Objectives: The aim of our study was to investigate pulmonary involvement in pediatric patients with IBD.
Material and methods: Fifty children with IBD (25 UC and 25 CD, mean age 14.2 ± 3.2 yrs) and 39 age-matched, healthy, control subjects were included in the study. Pulmonary function testing, methacholine bronchial challenge, fractional exhaled nitric oxide (FeNO) and high resolution computed tomography (HRCT) were used to detect functional and/or structural pulmonary involvement.
Results: There were no differences in spirometric parameters, lung volumes or lung diffusion capacity for carbon monoxide between IBD patients and control subjects. Highly significant differences were found in FeNO between CD, UC and control patients (mean 9.3 ± 3.3, 27.7 ± 14.8 and 16.6 ± 9.28, respectively; p = 0.000). Bronchial hyperresponsiveness was diagnosed in six IBD cases (14.6%).

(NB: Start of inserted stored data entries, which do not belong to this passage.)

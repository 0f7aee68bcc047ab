#![forbid(unsafe_code)]

//! Recommenders and the value type they all produce.
//!
//! Every recommender accumulates integer scores per candidate in a
//! [`ScoreBoard`] and hands the result to [`rank`], so ordering (score
//! descending, item id ascending) and truncation behave the same everywhere.

use std::cmp::Ordering;
use std::fmt;

use rustc_hash::FxHashMap;
use serde::{Deserialize, Serialize};

mod catalog;
mod collaborative;
mod preference;
mod similarity;

pub use catalog::{ItemCatalog, ItemSummary};
pub use collaborative::CollaborativeRecommender;
pub use preference::{
    candidate_query, score, CandidateFilter, PreferenceRecommender, ScoreWeights, UserPreferences,
};
pub use similarity::{AttributeKey, ItemSimilarityRecommender, KeyValue};

/// Default number of results when a caller does not ask for a specific count.
pub const DEFAULT_MAX_RESULTS: usize = 10;

/// Which family of recommender produced a [`Recommendation`].
#[derive(Clone, Copy, Debug, Eq, PartialEq, Hash, Ord, PartialOrd, Serialize, Deserialize)]
#[serde(rename_all = "SCREAMING_SNAKE_CASE")]
pub enum RecommendationKind {
    /// Derived from the item graph or the user's own history.
    Personal,
    /// Derived from other users' likes.
    Collaborative,
}

impl fmt::Display for RecommendationKind {
    fn fmt(&self, f: &mut fmt::Formatter<'_>) -> fmt::Result {
        match self {
            RecommendationKind::Personal => f.write_str("personal"),
            RecommendationKind::Collaborative => f.write_str("collaborative"),
        }
    }
}

/// A ranked candidate item.
///
/// The natural order is the ranking order: higher score first, then item id
/// ascending.
#[derive(Clone, Debug, PartialEq, Eq, Serialize, Deserialize)]
pub struct Recommendation {
    /// Stable item key.
    #[serde(rename = "gameId")]
    pub item_id: String,
    /// Item display name.
    #[serde(rename = "gameName")]
    pub item_name: String,
    /// Additive, recommender-specific score.
    pub score: u64,
    /// Producing recommender family.
    #[serde(rename = "type")]
    pub kind: RecommendationKind,
}

impl Recommendation {
    /// Creates a recommendation.
    pub fn new(
        item_id: impl Into<String>,
        item_name: impl Into<String>,
        score: u64,
        kind: RecommendationKind,
    ) -> Self {
        Self {
            item_id: item_id.into(),
            item_name: item_name.into(),
            score,
            kind,
        }
    }
}

impl Ord for Recommendation {
    fn cmp(&self, other: &Self) -> Ordering {
        other
            .score
            .cmp(&self.score)
            .then_with(|| self.item_id.cmp(&other.item_id))
            .then_with(|| self.item_name.cmp(&other.item_name))
            .then_with(|| self.kind.cmp(&other.kind))
    }
}

impl PartialOrd for Recommendation {
    fn partial_cmp(&self, other: &Self) -> Option<Ordering> {
        Some(self.cmp(other))
    }
}

/// Sorts into ranking order and keeps at most `max_results` entries.
pub fn rank(mut recommendations: Vec<Recommendation>, max_results: usize) -> Vec<Recommendation> {
    if max_results == 0 {
        return Vec::new();
    }
    recommendations.sort_unstable();
    recommendations.truncate(max_results);
    recommendations
}

#[derive(Debug)]
struct Tally {
    name: String,
    score: u64,
}

/// Per-item score accumulator.
#[derive(Debug, Default)]
pub struct ScoreBoard {
    tallies: FxHashMap<String, Tally>,
}

impl ScoreBoard {
    /// Creates an empty board.
    pub fn new() -> Self {
        Self::default()
    }

    /// Adds `points` to `item_id`, registering it on first sight.
    pub fn add(&mut self, item_id: &str, item_name: &str, points: u64) {
        match self.tallies.get_mut(item_id) {
            Some(tally) => tally.score += points,
            None => {
                self.tallies.insert(
                    item_id.to_owned(),
                    Tally {
                        name: item_name.to_owned(),
                        score: points,
                    },
                );
            }
        }
    }

    /// Whether `item_id` has been registered.
    pub fn contains(&self, item_id: &str) -> bool {
        self.tallies.contains_key(item_id)
    }

    /// Number of distinct items registered.
    pub fn len(&self) -> usize {
        self.tallies.len()
    }

    /// Whether no item has been registered.
    pub fn is_empty(&self) -> bool {
        self.tallies.is_empty()
    }

    /// Current score of `item_id`.
    pub fn score(&self, item_id: &str) -> Option<u64> {
        self.tallies.get(item_id).map(|tally| tally.score)
    }

    /// Ranks the board into at most `max_results` recommendations of `kind`.
    pub fn into_ranked(self, kind: RecommendationKind, max_results: usize) -> Vec<Recommendation> {
        let all = self
            .tallies
            .into_iter()
            .map(|(id, tally)| Recommendation::new(id, tally.name, tally.score, kind))
            .collect();
        rank(all, max_results)
    }
}

#[cfg(test)]
mod tests {
    use super::*;

    fn rec(id: &str, score: u64) -> Recommendation {
        Recommendation::new(id, id.to_uppercase(), score, RecommendationKind::Personal)
    }

    #[test]
    fn ranking_breaks_ties_on_item_id() {
        let ranked = rank(vec![rec("c", 1), rec("b", 2), rec("a", 1), rec("d", 2)], 10);
        let ids: Vec<&str> = ranked.iter().map(|r| r.item_id.as_str()).collect();
        assert_eq!(ids, vec!["b", "d", "a", "c"]);
    }

    #[test]
    fn zero_max_results_is_empty() {
        assert!(rank(vec![rec("a", 1)], 0).is_empty());
        assert_eq!(rank(vec![rec("a", 1), rec("b", 3)], 1), vec![rec("b", 3)]);
    }

    #[test]
    fn board_accumulates() {
        let mut board = ScoreBoard::new();
        board.add("a", "Alpha", 2);
        board.add("a", "ignored", 1);
        board.add("b", "Beta", 0);
        assert_eq!(board.score("a"), Some(3));
        let ranked = board.into_ranked(RecommendationKind::Collaborative, 5);
        assert_eq!(ranked[0].item_name, "Alpha");
        assert_eq!(ranked[1].score, 0);
    }

    #[test]
    fn serializes_with_wire_names() {
        let json = serde_json::to_value(rec("a", 3)).expect("json");
        assert_eq!(
            json,
            serde_json::json!({"gameId": "a", "gameName": "A", "score": 3, "type": "PERSONAL"})
        );
        assert_eq!(RecommendationKind::Collaborative.to_string(), "collaborative");
    }
}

HRCT (performed in 32 patients from the study group) revealed mild bilateral bronchiectasis in one patient.
Conclusions: The prevalence of pulmonary involvement in children with IBD is low. Screening for pulmonary involvement in children and young adults with IBD may enable early detection of IBD-related pulmonary diseases which, seems to be notably more common in adult patients. Elevated FeNO could probably be regarded as a marker of airway involvement in non-smoking UC pediatric patients. This requires further studies.